Popkenchurch is when you buy fried chicken and Cajun rice from Popeyes, biscuits from KFC, and fried okra and corn on the cob from Church’s. Trey calls it “pre–cardiac arrest.”

But see, Popkenchurch is problematic, and not because of digestive drama that may ensue. Jay only gets it when something bad happens. When she broke the news that her aunt Norma had terminal cancer a couple of years ago, she bought Popkenchurch. When she realized she couldn’t get me a new laptop last Christmas, Popkenchurch. When Grandma decided not to move out of state to help her sister recover from her stroke, Jay bought Popkenchurch. I’ve never seen anybody take their aggression out on a chicken thigh quite like she did that day.

This isn’t good. “What’s wrong?”

“Bri, it’s nothing for you to worry a—”

My phone buzzes on the table, and we both jump.

The screen lights up with a number I don’t recognize.

It’s five thirty.

Jay smiles. “There’s your call.”

My hands shake down to my fingertips, but I tap the screen and put the phone to my ear. I force out the “Hello?”

“Is this Bri?” an all-too-familiar voice asks.

My throat is dry all of a sudden. “Yeah. This is she . . . her . . . me.” Screw grammar.

“What’s up? It’s DJ Hype! You ready, baby girl?”

This is the absolute worst time to forget how to speak. I clear my throat. “Ready for what?”

“Are you ready to kill it? Congratulations, you got a spot in the Ring tonight!”


I texted Aunt Pooh three words: I got in.

She shows up in fifteen minutes, tops.

I hear her before I see her. “Flash Light,” by Parliament, blasts out front. She’s beside her Cutlass, getting it in. Milly Rocking, Disciple Walking, all of that, like she’s a one-woman Soul Train line.

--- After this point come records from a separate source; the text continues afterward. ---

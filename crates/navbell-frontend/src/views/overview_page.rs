use gpui::{AppContext, Context, IntoElement, ParentElement, Render, Styled, Window, div};
use gpui_component::{
    ActiveTheme, StyledExt,
    button::Button,
    group_box::{GroupBox, GroupBoxVariants},
    switch::Switch,
};

use crate::{BackendBridge, entities::DataEntities};

pub struct OverviewPage {
    data: DataEntities,
    auto_poll_enabled: bool,
}

impl OverviewPage {
    pub fn new(data: &DataEntities, cx: &mut Context<Self>) -> Self {
        cx.observe(&data.unread, |_, _, cx| cx.notify()).detach();
        cx.observe(&data.settings, |_, _, cx| cx.notify()).detach();

        Self {
            data: data.clone(),
            // Polling is requested right after the main window opens.
            auto_poll_enabled: true,
        }
    }
}

impl Render for OverviewPage {
    fn render(&mut self, _: &mut Window, cx: &mut Context<Self>) -> impl IntoElement {
        let badge = self.data.unread.read(cx).badge.clone();
        let config = {
            let settings = self.data.settings.read(cx);
            settings.config.clone()
        };

        let summary = if badge.visible {
            format!("Tienes {} notificaciones sin leer.", badge.text)
        } else {
            "No tienes notificaciones pendientes.".to_owned()
        };

        div()
            .flex()
            .flex_col()
            .gap_3()
            .child(div().child("Notificaciones").text_2xl().font_bold())
            .child(div().child(summary))
            .child(
                GroupBox::new()
                    .outline()
                    .child(
                        div()
                            .w_full()
                            .flex()
                            .items_center()
                            .justify_between()
                            .child(div().child("Consultar automáticamente").font_semibold())
                            .child(
                                Switch::new("auto_poll")
                                    .checked(self.auto_poll_enabled)
                                    .on_click(cx.listener(|this, checked: &bool, _, cx| {
                                        this.auto_poll_enabled = *checked;
                                        let enabled = *checked;
                                        let bridge = cx.global::<BackendBridge>().clone();
                                        cx.spawn(async move |_, _| {
                                            if enabled {
                                                bridge.start_unread_polling().await;
                                            } else {
                                                bridge.stop_unread_polling().await;
                                            }
                                        })
                                        .detach();
                                        cx.notify();
                                    })),
                            ),
                    )
                    .child(
                        div().flex().gap_3().child(
                            Button::new("refresh_unread")
                                .label("Actualizar")
                                .on_click(|_, _, cx| {
                                    let bridge = cx.global::<BackendBridge>().clone();
                                    cx.spawn(async move |_| {
                                        bridge.refresh_unread().await;
                                    })
                                    .detach();
                                }),
                        ),
                    ),
            )
            .child(
                div()
                    .text_sm()
                    .text_color(cx.theme().muted_foreground)
                    .child(format!("Servidor: {}", config.server_config.base_url)),
            )
    }
}
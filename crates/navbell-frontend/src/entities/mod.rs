use gpui::Entity;

pub mod settings_entity;
pub mod unread_entity;

#[derive(Debug, Clone)]
pub struct DataEntities {
    pub settings: Entity<settings_entity::SettingsEntity>,
    pub unread: Entity<unread_entity::UnreadEntity>,
}
/// Visual state of the unread badge attached to the notification bell.
///
/// `present` tracks whether the badge node exists at all; a badge hidden by
/// a zero count stays present and keeps its last text, it is only made
/// invisible. [`Default`] is the state before the first poll: no badge.
#[derive(Debug, Clone, Default, PartialEq, Eq)]
pub struct BadgeState {
    pub present: bool,
    pub text: String,
    pub visible: bool,
}

impl BadgeState {
    /// Reconciles this state in place against a freshly fetched count.
    pub fn apply(&mut self, cantidad: u64) {
        *self = desired_state(cantidad, self);
    }
}

/// Computes the badge state a given unread count should produce.
///
/// The result depends only on the count and on whether a badge already
/// exists, so repeated application with the same count is idempotent:
/// - count > 0: a visible badge showing the count.
/// - count == 0 with an existing badge: hidden, not removed.
/// - count == 0 with no badge: nothing to do.
pub fn desired_state(cantidad: u64, current: &BadgeState) -> BadgeState {
    if cantidad > 0 {
        return BadgeState {
            present: true,
            text: cantidad.to_string(),
            visible: true,
        };
    }

    if current.present {
        // Keep the node around so the next non-zero count only has to
        // toggle visibility.
        return BadgeState {
            present: true,
            text: current.text.clone(),
            visible: false,
        };
    }

    BadgeState::default()
}

#[cfg(test)]
mod tests {
    use super::*;

    #[test]
    fn positive_count_creates_visible_badge_with_count_text() {
        let state = desired_state(5, &BadgeState::default());
        assert!(state.present);
        assert!(state.visible);
        assert_eq!(state.text, "5");
    }

    #[test]
    fn positive_count_updates_existing_badge_text() {
        let current = desired_state(5, &BadgeState::default());
        let state = desired_state(12, &current);
        assert!(state.visible);
        assert_eq!(state.text, "12");
    }

    #[test]
    fn zero_count_hides_existing_badge_without_removing_it() {
        let current = desired_state(5, &BadgeState::default());
        let state = desired_state(0, &current);
        assert!(state.present);
        assert!(!state.visible);
        assert_eq!(state.text, "5");
    }

    #[test]
    fn zero_count_without_badge_creates_nothing() {
        let state = desired_state(0, &BadgeState::default());
        assert_eq!(state, BadgeState::default());
    }

    #[test]
    fn hidden_badge_becomes_visible_again_on_positive_count() {
        let mut state = BadgeState::default();
        state.apply(5);
        state.apply(0);
        state.apply(3);
        assert!(state.present);
        assert!(state.visible);
        assert_eq!(state.text, "3");
    }

    #[test]
    fn repeated_application_is_idempotent() {
        let once = desired_state(7, &BadgeState::default());
        let twice = desired_state(7, &once);
        assert_eq!(once, twice);
    }
}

I go outside and throw my hoodie over my snapback—it’s colder than a polar bear’s butt crack out here. My hands are freezing as I lock the front door. Jay left for class a few minutes ago.

Something’s happened, I know it. Plus, she didn’t say it was nothing. She said it’s nothing for me to worry about. Difference.

“There she go!” Aunt Pooh points at me. “The Ring legend-in-the-making!”